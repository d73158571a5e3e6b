//! Simulated open-drain bus
//!
//! An electrical model of the two wires with one or more slave devices
//! attached, for exercising the engine (and drivers built on it) on the
//! host. The wires are the wired-AND of what the master releases, what the
//! slaves pull low and whether pull-ups are fitted. Slaves react only to
//! clock edges and START/STOP conditions, the same way real devices do:
//!
//! - rising clock: a receiving slave samples data
//! - falling clock: a transmitting slave puts the next bit on data, or
//!   pulls data low to acknowledge
//! - data falling while clock is high: START (or repeated START)
//! - data rising while clock is high: STOP
//!
//! Faults can be injected: missing pull-ups, a clock held low forever, a
//! clock stretched for a number of polls, and a data line jammed low for a
//! number of clock pulses.

use embedded_hal::delay::DelayNs;
use heapless::{Deque, Vec};
use twinwire_hal::{LineLevels, LinePort, LineState};

/// Jam count that never runs out
pub const JAM_FOREVER: u32 = u32::MAX;

/// Device model attached to a [`SimBus`]
pub trait SimTarget {
    /// 7-bit address the device answers to
    fn address(&self) -> u8;

    /// Called when the device sees its address; return `true` to ACK
    fn select(&mut self, _read: bool) -> bool {
        true
    }

    /// Byte received from the master; return `true` to ACK
    fn write(&mut self, byte: u8) -> bool;

    /// Next byte to transmit to the master
    fn read(&mut self) -> u8;

    /// The transfer ended with STOP or a repeated START
    fn finish(&mut self) {}
}

/// Protocol phase of the addressed slave
#[derive(Debug, Clone, Copy, PartialEq, Eq)]
enum Phase {
    /// Waiting for START
    Idle,
    /// Receiving the address byte
    Address,
    /// Driving the address acknowledgment
    AddressAck,
    /// Receiving a data byte
    Write,
    /// Driving (or withholding) a data acknowledgment
    WriteAck { acked: bool },
    /// Transmitting a data byte
    Read,
    /// Waiting for the master's acknowledgment
    MasterAck,
    /// Not addressed, or transfer refused; waiting for START/STOP
    Ignore,
}

/// Simulated bus with up to `N` devices
pub struct SimBus<T, const N: usize = 4> {
    targets: Vec<T, N>,
    master: LineState,
    wire: LineLevels,
    pullups: bool,
    scl_held: bool,
    stretch_per_ack: u32,
    stretch_remaining: u32,
    sda_jam: u32,
    slave_sda_low: bool,
    phase: Phase,
    active: Option<usize>,
    read_mode: bool,
    shift: u8,
    bits: u8,
    master_acked: bool,
    writes: usize,
    reads: usize,
    starts: usize,
    stops: usize,
    clock_pulses: usize,
    addressed: usize,
}

impl<T: SimTarget, const N: usize> Default for SimBus<T, N> {
    fn default() -> Self {
        Self::new()
    }
}

impl<T: SimTarget, const N: usize> SimBus<T, N> {
    /// Create an empty bus with pull-ups fitted
    pub fn new() -> Self {
        Self {
            targets: Vec::new(),
            master: LineState::IDLE,
            wire: LineLevels {
                scl: true,
                sda: true,
            },
            pullups: true,
            scl_held: false,
            stretch_per_ack: 0,
            stretch_remaining: 0,
            sda_jam: 0,
            slave_sda_low: false,
            phase: Phase::Idle,
            active: None,
            read_mode: false,
            shift: 0,
            bits: 0,
            master_acked: false,
            writes: 0,
            reads: 0,
            starts: 0,
            stops: 0,
            clock_pulses: 0,
            addressed: 0,
        }
    }

    /// Create a bus with a single device
    pub fn with_target(target: T) -> Self {
        let mut bus = Self::new();
        let _ = bus.attach(target);
        bus
    }

    /// Attach a device; gives it back if the bus is full
    pub fn attach(&mut self, target: T) -> Result<(), T> {
        self.targets.push(target)
    }

    /// Attached devices
    pub fn targets(&self) -> &[T] {
        &self.targets
    }

    /// Fit or remove the pull-up resistors
    pub fn set_pullups(&mut self, fitted: bool) {
        self.pullups = fitted;
        self.update();
    }

    /// Hold the clock low forever (or let it go)
    pub fn hold_scl(&mut self, held: bool) {
        self.scl_held = held;
        self.update();
    }

    /// Stretch the clock for `polls` line reads whenever a device acknowledges
    pub fn set_stretch(&mut self, polls: u32) {
        self.stretch_per_ack = polls;
    }

    /// Jam the data line low for the next `pulses` falling clock edges
    pub fn jam_sda(&mut self, pulses: u32) {
        self.sda_jam = pulses;
        self.update();
    }

    /// What the master is currently driving
    pub fn master_state(&self) -> LineState {
        self.master
    }

    /// Current wire levels, without counting a read
    pub fn wire(&self) -> LineLevels {
        self.wire
    }

    /// Check that both wires are high and no device is mid-transfer
    pub fn is_idle(&self) -> bool {
        self.wire.scl && self.wire.sda && matches!(self.phase, Phase::Idle | Phase::Ignore)
    }

    /// Number of port writes
    pub fn writes(&self) -> usize {
        self.writes
    }

    /// Number of port reads
    pub fn reads(&self) -> usize {
        self.reads
    }

    /// Number of START conditions seen (including repeated STARTs)
    pub fn starts(&self) -> usize {
        self.starts
    }

    /// Number of STOP conditions seen
    pub fn stops(&self) -> usize {
        self.stops
    }

    /// Number of rising clock edges seen
    pub fn clock_pulses(&self) -> usize {
        self.clock_pulses
    }

    /// Number of complete address bytes seen
    pub fn addressed(&self) -> usize {
        self.addressed
    }

    fn compute_wire(&self) -> LineLevels {
        LineLevels {
            scl: self.pullups
                && self.master.scl_released
                && !self.scl_held
                && self.stretch_remaining == 0,
            sda: self.pullups && self.master.sda_released && !self.slave_sda_low && self.sda_jam == 0,
        }
    }

    fn update(&mut self) {
        let old = self.wire;
        let new = self.compute_wire();
        self.wire = new;

        if old.scl && new.scl {
            if old.sda && !new.sda {
                self.on_start();
            } else if !old.sda && new.sda {
                self.on_stop();
            }
        } else if !old.scl && new.scl {
            self.clock_pulses += 1;
            self.on_rising(new.sda);
        } else if old.scl && !new.scl {
            self.on_falling();
        }

        self.wire = self.compute_wire();
    }

    fn end_transfer(&mut self) {
        if let Some(index) = self.active.take() {
            self.targets[index].finish();
        }
        self.slave_sda_low = false;
        self.shift = 0;
        self.bits = 0;
    }

    fn on_start(&mut self) {
        self.starts += 1;
        self.end_transfer();
        self.phase = Phase::Address;
    }

    fn on_stop(&mut self) {
        self.stops += 1;
        self.end_transfer();
        self.phase = Phase::Idle;
    }

    fn on_rising(&mut self, sda: bool) {
        match self.phase {
            Phase::Address | Phase::Write => {
                self.shift = (self.shift << 1) | sda as u8;
                self.bits += 1;
            }
            Phase::MasterAck => self.master_acked = !sda,
            _ => {}
        }
    }

    fn drive_bit(&mut self) {
        self.slave_sda_low = self.shift & (0x80 >> self.bits) == 0;
        self.bits += 1;
    }

    fn load_read_byte(&mut self, index: usize) {
        self.shift = self.targets[index].read();
        self.bits = 0;
        self.drive_bit();
        self.phase = Phase::Read;
    }

    fn stretch(&mut self) {
        self.stretch_remaining = self.stretch_per_ack;
    }

    fn on_falling(&mut self) {
        if self.sda_jam > 0 && self.sda_jam != JAM_FOREVER {
            self.sda_jam -= 1;
        }

        match self.phase {
            Phase::Address if self.bits == 8 => {
                self.addressed += 1;
                let address = self.shift >> 1;
                let read = self.shift & 0x01 != 0;
                let selected = self
                    .targets
                    .iter()
                    .position(|t| t.address() == address)
                    .filter(|&i| self.targets[i].select(read));
                match selected {
                    Some(i) => {
                        self.active = Some(i);
                        self.read_mode = read;
                        self.slave_sda_low = true;
                        self.phase = Phase::AddressAck;
                        self.stretch();
                    }
                    None => self.phase = Phase::Ignore,
                }
            }
            Phase::AddressAck => {
                self.slave_sda_low = false;
                match (self.active, self.read_mode) {
                    (Some(i), true) => self.load_read_byte(i),
                    _ => {
                        self.shift = 0;
                        self.bits = 0;
                        self.phase = Phase::Write;
                    }
                }
            }
            Phase::Write if self.bits == 8 => {
                let acked = match self.active {
                    Some(i) => self.targets[i].write(self.shift),
                    None => false,
                };
                self.slave_sda_low = acked;
                self.phase = Phase::WriteAck { acked };
                if acked {
                    self.stretch();
                }
            }
            Phase::WriteAck { acked } => {
                self.slave_sda_low = false;
                self.shift = 0;
                self.bits = 0;
                self.phase = if acked { Phase::Write } else { Phase::Ignore };
            }
            Phase::Read if self.bits == 8 => {
                self.slave_sda_low = false;
                self.phase = Phase::MasterAck;
            }
            Phase::Read => self.drive_bit(),
            Phase::MasterAck => match self.active {
                Some(i) if self.master_acked => self.load_read_byte(i),
                _ => {
                    self.slave_sda_low = false;
                    self.phase = Phase::Ignore;
                }
            },
            _ => {}
        }
    }
}

impl<T: SimTarget, const N: usize> LinePort for SimBus<T, N> {
    fn write_lines(&mut self, state: LineState) {
        self.writes += 1;
        self.master = state;
        self.update();
    }

    fn read_lines(&mut self) -> LineLevels {
        self.reads += 1;
        if self.stretch_remaining > 0 {
            self.stretch_remaining -= 1;
            self.update();
        }
        self.wire
    }
}

/// Device that hands back what was written to it
///
/// Bytes are queued on write and dequeued on read; an empty queue reads
/// as 0xFF, like a released data line.
pub struct Echo {
    address: u8,
    queue: Deque<u8, 16>,
    transfers: usize,
}

impl Echo {
    /// Create an echo device at an address
    pub fn new(address: u8) -> Self {
        Self {
            address,
            queue: Deque::new(),
            transfers: 0,
        }
    }

    /// Number of finished transfers
    pub fn transfers(&self) -> usize {
        self.transfers
    }

    /// Bytes waiting to be read back
    pub fn pending(&self) -> usize {
        self.queue.len()
    }
}

impl SimTarget for Echo {
    fn address(&self) -> u8 {
        self.address
    }

    fn write(&mut self, byte: u8) -> bool {
        self.queue.push_back(byte).is_ok()
    }

    fn read(&mut self) -> u8 {
        self.queue.pop_front().unwrap_or(0xFF)
    }

    fn finish(&mut self) {
        self.transfers += 1;
    }
}

/// Delay that only accumulates simulated time
#[derive(Debug, Default, Clone, Copy)]
pub struct SimDelay {
    elapsed_ns: u64,
}

impl SimDelay {
    /// Create a delay at time zero
    pub const fn new() -> Self {
        Self { elapsed_ns: 0 }
    }

    /// Total simulated time in nanoseconds
    pub fn elapsed_ns(&self) -> u64 {
        self.elapsed_ns
    }

    /// Total simulated time in milliseconds
    pub fn elapsed_ms(&self) -> u64 {
        self.elapsed_ns / 1_000_000
    }
}

impl DelayNs for SimDelay {
    fn delay_ns(&mut self, ns: u32) {
        self.elapsed_ns += ns as u64;
    }
}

• _WHAT IS NEEDED_
Work out how many lines of the data above hold the word "return", and write only the count.

• _ANSWER TO THIS PROBLEM_
2